About this task> Exactly as they appear below, repeat the lines from the one with "the user ports." through the one with "#[async_trait]", and no others.

Saved entries>
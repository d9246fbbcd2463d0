//! `PostgreSQL` adapters for task persistence.

pub(crate) mod models;
mod query;
mod repository;
pub(crate) mod schema;

pub use query::{BoxedTaskQuery, TaskQueryBuilder, paged_tasks_query};
pub use repository::{PostgresTaskRepository, TaskPgPool};

#[cfg(test)]
pub(crate) use query::contains_pattern;
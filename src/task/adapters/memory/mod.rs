//! In-memory adapters for task persistence.

mod task;

pub use task::InMemoryTaskRepository;
//! Adapter implementations of the user ports.

pub mod memory;
pub mod postgres;
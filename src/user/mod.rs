//! User lifecycle management.
//!
//! Deleting a user cascades to their tasks in application code: tasks are
//! removed first, then the user record. The module follows the same
//! hexagonal layout as [`crate::task`]:
//!
//! - Domain types in [`domain`]
//! - Port contracts in [`ports`]
//! - Adapter implementations in [`adapters`]
//! - Orchestration services in [`services`]

pub mod adapters;
pub mod domain;
pub mod ports;
pub mod services;

#[cfg(test)]
mod tests;
//! Domain model for owner-scoped task records.
//!
//! Tasks always belong to exactly one user. The types here carry no
//! infrastructure concerns; persistence is reached through the ports.

mod error;
mod ids;
mod search;
mod task;

pub use error::{ParseTaskStatusError, TaskDomainError};
pub use ids::{TaskId, UserId};
pub use search::{TaskPageFilter, TaskSearch};
pub use task::{NewTask, PersistedTaskData, Task, TaskStatus, TaskUpdate};
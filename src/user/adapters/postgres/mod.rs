//! `PostgreSQL` adapters for user persistence.

mod repository;
mod schema;

pub use repository::PostgresUserRepository;
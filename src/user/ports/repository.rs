//! Repository port for user record removal.

use crate::user::domain::{UserDeletion, UserId};
use async_trait::async_trait;
use std::sync::Arc;
use thiserror::Error;

/// Result type for user repository operations.
pub type UserRepositoryResult<T> = Result<T, UserRepositoryError>;

/// User persistence contract used by the deletion service.
#[async_trait]
pub trait UserRepository: Send + Sync {
    /// Removes every task owned by the user and returns how many were removed.
    async fn delete_user_tasks(&self, user_id: UserId) -> UserRepositoryResult<u64>;

    /// Removes the user record.
    ///
    /// Returns `false` when no record existed.
    async fn delete_user(&self, user_id: UserId) -> UserRepositoryResult<bool>;

    /// Removes the user's tasks and then the user record.
    ///
    /// The default runs [`UserRepository::delete_user_tasks`] followed by
    /// [`UserRepository::delete_user`] with no atomicity: a failure in the
    /// second step leaves the tasks deleted. Adapters backed by a
    /// transactional store override this to run both steps in one
    /// transaction.
    async fn delete_user_with_tasks(&self, user_id: UserId) -> UserRepositoryResult<UserDeletion> {
        let tasks_removed = self.delete_user_tasks(user_id).await?;
        let user_removed = self.delete_user(user_id).await?;
        Ok(UserDeletion {
            user_id,
            tasks_removed,
            user_removed,
        })
    }
}

/// Errors returned by user repository implementations.
#[derive(Debug, Clone, Error)]
pub enum UserRepositoryError {
    /// Persistence-layer failure.
    #[error("persistence error: {0}")]
    Persistence(Arc<dyn std::error::Error + Send + Sync>),
}

impl UserRepositoryError {
    /// Wraps a persistence error.
    pub fn persistence(err: impl std::error::Error + Send + Sync + 'static) -> Self {
        Self::Persistence(Arc::new(err))
    }
}
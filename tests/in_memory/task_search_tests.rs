//! Search behaviour of the in-memory task repository.

use super::helpers::{repo, runtime, seed, user};
use rstest::rstest;
use taskdesk::task::{
    adapters::memory::InMemoryTaskRepository,
    domain::{TaskSearch, TaskStatus},
    ports::{TaskRepository, TaskRepositoryError},
};
use tokio::runtime::Runtime;

#[rstest]
#[case::pending(Some(0), &["Buy milk"])]
#[case::done(Some(1), &["Spilt milk"])]
#[case::unrecognised(Some(7), &["Buy milk", "Spilt milk"])]
#[case::unfiltered(None, &["Buy milk", "Spilt milk"])]
fn status_code_narrows_results(
    runtime: Runtime,
    repo: InMemoryTaskRepository,
    #[case] status_code: Option<i16>,
    #[case] expected: &[&str],
) {
    seed(&runtime, &repo, 7, "Buy milk", TaskStatus::Pending);
    seed(&runtime, &repo, 7, "Spilt milk", TaskStatus::Done);
    seed(&runtime, &repo, 7, "Walk dog", TaskStatus::Done);

    let found = runtime
        .block_on(repo.search(&TaskSearch::new("milk", user(7)).with_status_code(status_code)))
        .expect("search should succeed");

    let names: Vec<&str> = found.iter().map(|task| task.name()).collect();
    assert_eq!(names, expected);
}

#[rstest]
fn wildcard_characters_match_literally(runtime: Runtime, repo: InMemoryTaskRepository) {
    seed(&runtime, &repo, 7, "50% off", TaskStatus::Pending);
    seed(&runtime, &repo, 7, "500 off", TaskStatus::Pending);

    let found = runtime
        .block_on(repo.search(&TaskSearch::new("0%", user(7))))
        .expect("search should succeed");

    assert_eq!(found.len(), 1);
    assert_eq!(found[0].name(), "50% off");
}

#[rstest]
fn other_users_tasks_do_not_satisfy_a_search(runtime: Runtime, repo: InMemoryTaskRepository) {
    seed(&runtime, &repo, 8, "Buy milk", TaskStatus::Pending);

    let result = runtime.block_on(repo.search(&TaskSearch::new("milk", user(7))));

    let Err(err) = result else {
        panic!("expected no-match error, got {result:?}");
    };
    assert!(matches!(err, TaskRepositoryError::NoSearchMatches { ref name } if name == "milk"));
    assert_eq!(err.status_code(), Some(404));
}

Answer to this task>
//! Adapter implementations of the user ports.

pub mod memory;
pub mod postgres;
filename src/user/mod.rs
//! User lifecycle management.
//!
//! Deleting a user cascades to their tasks in application code: tasks are
//! removed first, then the user record. The module follows the same
//! hexagonal layout as [`crate::task`]:
//!
//! - Domain types in [`domain`]
//! - Port contracts in [`ports`]
//! - Adapter implementations in [`adapters`]
//! - Orchestration services in [`services`]

pub mod adapters;
pub mod domain;
pub mod ports;
pub mod services;

#[cfg(test)]
mod tests;
//! Domain model for owner-scoped task records.
//!
//! Tasks always belong to exactly one user. The types here carry no
//! infrastructure concerns; persistence is reached through the ports.

mod error;
mod ids;
mod search;
mod task;

pub use error::{ParseTaskStatusError, TaskDomainError};
pub use ids::{TaskId, UserId};
pub use search::{TaskPageFilter, TaskSearch};
pub use task::{NewTask, PersistedTaskData, Task, TaskStatus, TaskUpdate};
filename src/user/adapters/postgres/mod.rs
//! `PostgreSQL` adapters for user persistence.

mod repository;
mod schema;

pub use repository::PostgresUserRepository;
filename src/user/ports/repository.rs
//! Repository port for user record removal.

use crate::user::domain::{UserDeletion, UserId};
use async_trait::async_trait;
use std::sync::Arc;
use thiserror::Error;

/// Result type for user repository operations.
pub type UserRepositoryResult<T> = Result<T, UserRepositoryError>;

/// User persistence contract used by the deletion service.
#[async_trait]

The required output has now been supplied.